● **Problem requirements**:
Reproduce all of the data exactly as written.

===== Given records

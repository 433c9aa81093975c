//! AWS SQS transport.
//!
//! One `SqsQueue` is bound to one queue URL. The client endpoint is taken from
//! the broker settings or, failing that, from the scheme and host of the queue
//! URL, so LocalStack/ElasticMQ URLs work without extra configuration.

use std::time::Duration;

use async_trait::async_trait;
use aws_config::BehaviorVersion;
use aws_sdk_sqs::Client as SqsClient;
use aws_sdk_sqs::error::DisplayErrorContext;
use thiserror::Error;
use tracing::{info, instrument, warn};

use catalog_events::{AckToken, InFlightMessage, QueueTransport, TransportError};

use crate::config::BrokerSettings;

/// SQS accepts 1..=10 messages per receive.
const SQS_MAX_BATCH: u32 = 10;
/// SQS long polling tops out at 20 seconds.
const SQS_MAX_WAIT_SECONDS: u64 = 20;

#[derive(Debug, Error)]
pub enum SqsSetupError {
    #[error("invalid queue url {url}: {reason}")]
    InvalidQueueUrl { url: String, reason: &'static str },

    #[error("queue {queue} is not reachable: {cause}")]
    QueueLookup { queue: String, cause: String },
}

#[derive(Debug, Clone)]
pub struct SqsQueue {
    client: SqsClient,
    queue_url: String,
}

impl SqsQueue {
    /// Wrap an existing client. No reachability check is made.
    pub fn new(client: SqsClient, queue_url: impl Into<String>) -> Self {
        Self {
            client,
            queue_url: queue_url.into(),
        }
    }

    /// Build a client from the broker settings and verify the queue exists.
    pub async fn connect(settings: &BrokerSettings) -> Result<Self, SqsSetupError> {
        let (derived_endpoint, queue_name) = split_queue_url(&settings.queue_url)?;
        let endpoint = settings.endpoint_url.clone().unwrap_or(derived_endpoint);

        let aws_config = aws_config::defaults(BehaviorVersion::latest())
            .region(aws_config::Region::new(settings.region.clone()))
            .endpoint_url(&endpoint)
            .load()
            .await;
        let client = SqsClient::new(&aws_config);

        client
            .get_queue_url()
            .queue_name(&queue_name)
            .send()
            .await
            .map_err(|e| SqsSetupError::QueueLookup {
                queue: queue_name.clone(),
                cause: DisplayErrorContext(&e).to_string(),
            })?;

        info!(
            region = %settings.region,
            endpoint = %endpoint,
            queue = %queue_name,
            "connected to SQS"
        );

        Ok(Self::new(client, settings.queue_url.clone()))
    }

    pub fn queue_url(&self) -> &str {
        &self.queue_url
    }
}

#[async_trait]
impl QueueTransport for SqsQueue {
    #[instrument(skip(self, body), fields(queue_url = %self.queue_url, bytes = body.len()), err)]
    async fn send(&self, body: Vec<u8>) -> Result<(), TransportError> {
        let body = String::from_utf8(body)
            .map_err(|e| TransportError::Send(format!("message body is not UTF-8: {e}")))?;

        self.client
            .send_message()
            .queue_url(&self.queue_url)
            .message_body(body)
            .send()
            .await
            .map_err(|e| TransportError::Send(DisplayErrorContext(&e).to_string()))?;
        Ok(())
    }

    async fn receive(
        &self,
        max_messages: u32,
        wait: Duration,
    ) -> Result<Vec<InFlightMessage>, TransportError> {
        let output = self
            .client
            .receive_message()
            .queue_url(&self.queue_url)
            .max_number_of_messages(max_messages.clamp(1, SQS_MAX_BATCH) as i32)
            .wait_time_seconds(wait.as_secs().min(SQS_MAX_WAIT_SECONDS) as i32)
            .send()
            .await
            .map_err(|e| TransportError::Receive(DisplayErrorContext(&e).to_string()))?;

        let mut batch = Vec::new();
        for message in output.messages() {
            let Some(receipt) = message.receipt_handle() else {
                warn!(message_id = ?message.message_id(), "SQS message without receipt handle; skipping");
                continue;
            };
            let body = message.body().unwrap_or_default().as_bytes().to_vec();
            batch.push(InFlightMessage::new(body, AckToken::new(receipt)));
        }
        Ok(batch)
    }

    async fn delete(&self, token: &AckToken) -> Result<(), TransportError> {
        self.client
            .delete_message()
            .queue_url(&self.queue_url)
            .receipt_handle(token.as_str())
            .send()
            .await
            .map_err(|e| TransportError::Delete(DisplayErrorContext(&e).to_string()))?;
        Ok(())
    }
}

/// Split `scheme://host[:port]/account/name` into the endpoint and queue name.
fn split_queue_url(queue_url: &str) -> Result<(String, String), SqsSetupError> {
    let invalid = |reason| SqsSetupError::InvalidQueueUrl {
        url: queue_url.to_owned(),
        reason,
    };

    let (scheme, rest) = queue_url.split_once("://").ok_or_else(|| invalid("missing scheme"))?;
    let (host, path) = rest.split_once('/').ok_or_else(|| invalid("missing queue path"))?;
    if host.is_empty() {
        return Err(invalid("missing host"));
    }
    let name = path
        .trim_end_matches('/')
        .rsplit('/')
        .next()
        .filter(|name| !name.is_empty())
        .ok_or_else(|| invalid("missing queue name"))?;

    Ok((format!("{scheme}://{host}"), name.to_owned()))
}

==========

● **Result for this exercise**:
repository 433c9aa81093975c
//! AWS SQS transport.
//!
//! One `SqsQueue` is bound to one queue URL. The client endpoint is taken from
//! the broker settings or, failing that, from the scheme and host of the queue
//! URL, so LocalStack/ElasticMQ URLs work without extra configuration.

use std::time::Duration;

use async_trait::async_trait;
use aws_config::BehaviorVersion;
use aws_sdk_sqs::Client as SqsClient;
use aws_sdk_sqs::error::DisplayErrorContext;
use thiserror::Error;
use tracing::{info, instrument, warn};

use catalog_events::{AckToken, InFlightMessage, QueueTransport, TransportError};

use crate::config::BrokerSettings;

/// SQS accepts 1..=10 messages per receive.
const SQS_MAX_BATCH: u32 = 10;
/// SQS long polling tops out at 20 seconds.
const SQS_MAX_WAIT_SECONDS: u64 = 20;

#[derive(Debug, Error)]
pub enum SqsSetupError {
    #[error("invalid queue url {url}: {reason}")]
    InvalidQueueUrl { url: String, reason: &'static str },

    #[error("queue {queue} is not reachable: {cause}")]
    QueueLookup { queue: String, cause: String },
}

#[derive(Debug, Clone)]
pub struct SqsQueue {
    client: SqsClient,
    queue_url: String,
}

impl SqsQueue {
    /// Wrap an existing client. No reachability check is made.
    pub fn new(client: SqsClient, queue_url: impl Into<String>) -> Self {
        Self {
            client,
            queue_url: queue_url.into(),
        }
    }

    /// Build a client from the broker settings and verify the queue exists.
    pub async fn connect(settings: &BrokerSettings) -> Result<Self, SqsSetupError> {
        let (derived_endpoint, queue_name) = split_queue_url(&settings.queue_url)?;
        let endpoint = settings.endpoint_url.clone().unwrap_or(derived_endpoint);

        let aws_config = aws_config::defaults(BehaviorVersion::latest())
            .region(aws_config::Region::new(settings.region.clone()))
            .endpoint_url(&endpoint)
            .load()
            .await;
        let client = SqsClient::new(&aws_config);

        client
            .get_queue_url()
            .queue_name(&queue_name)
            .send()
            .await
            .map_err(|e| SqsSetupError::QueueLookup {
                queue: queue_name.clone(),
                cause: DisplayErrorContext(&e).to_string(),
            })?;

        info!(
            region = %settings.region,
            endpoint = %endpoint,
            queue = %queue_name,
            "connected to SQS"
        );

        Ok(Self::new(client, settings.queue_url.clone()))
    }

    pub fn queue_url(&self) -> &str {
        &self.queue_url
    }
}

#[async_trait]
impl QueueTransport for SqsQueue {
    #[instrument(skip(self, body), fields(queue_url = %self.queue_url, bytes = body.len()), err)]
    async fn send(&self, body: Vec<u8>) -> Result<(), TransportError> {
        let body = String::from_utf8(body)
            .map_err(|e| TransportError::Send(format!("message body is not UTF-8: {e}")))?;

        self.client
            .send_message()
            .queue_url(&self.queue_url)
            .message_body(body)
            .send()
            .await
            .map_err(|e| TransportError::Send(DisplayErrorContext(&e).to_string()))?;
        Ok(())
    }

    async fn receive(
        &self,
        max_messages: u32,
        wait: Duration,
    ) -> Result<Vec<InFlightMessage>, TransportError> {
        let output = self
            .client
            .receive_message()
            .queue_url(&self.queue_url)
            .max_number_of_messages(max_messages.clamp(1, SQS_MAX_BATCH) as i32)
            .wait_time_seconds(wait.as_secs().min(SQS_MAX_WAIT_SECONDS) as i32)
            .send()
            .await
            .map_err(|e| TransportError::Receive(DisplayErrorContext(&e).to_string()))?;

        let mut batch = Vec::new();
        for message in output.messages() {
            let Some(receipt) = message.receipt_handle() else {
                warn!(message_id = ?message.message_id(), "SQS message without receipt handle; skipping");
                continue;
            };
            let body = message.body().unwrap_or_default().as_bytes().to_vec();
            batch.push(InFlightMessage::new(body, AckToken::new(receipt)));
        }
        Ok(batch)
    }

    async fn delete(&self, token: &AckToken) -> Result<(), TransportError> {
        self.client
            .delete_message()
            .queue_url(&self.queue_url)
            .receipt_handle(token.as_str())
            .send()
            .await
            .map_err(|e| TransportError::Delete(DisplayErrorContext(&e).to_string()))?;
        Ok(())
    }
}

/// Split `scheme://host[:port]/account/name` into the endpoint and queue name.
fn split_queue_url(queue_url: &str) -> Result<(String, String), SqsSetupError> {
    let invalid = |reason| SqsSetupError::InvalidQueueUrl {
        url: queue_url.to_owned(),
        reason,
    };

    let (scheme, rest) = queue_url.split_once("://").ok_or_else(|| invalid("missing scheme"))?;
    let (host, path) = rest.split_once('/').ok_or_else(|| invalid("missing queue path"))?;
    if host.is_empty() {
        return Err(invalid("missing host"));
    }
    let name = path
        .trim_end_matches('/')
        .rsplit('/')
        .next()
        .filter(|name| !name.is_empty())
        .ok_or_else(|| invalid("missing queue name"))?;

    Ok((format!("{scheme}://{host}"), name.to_owned()))
}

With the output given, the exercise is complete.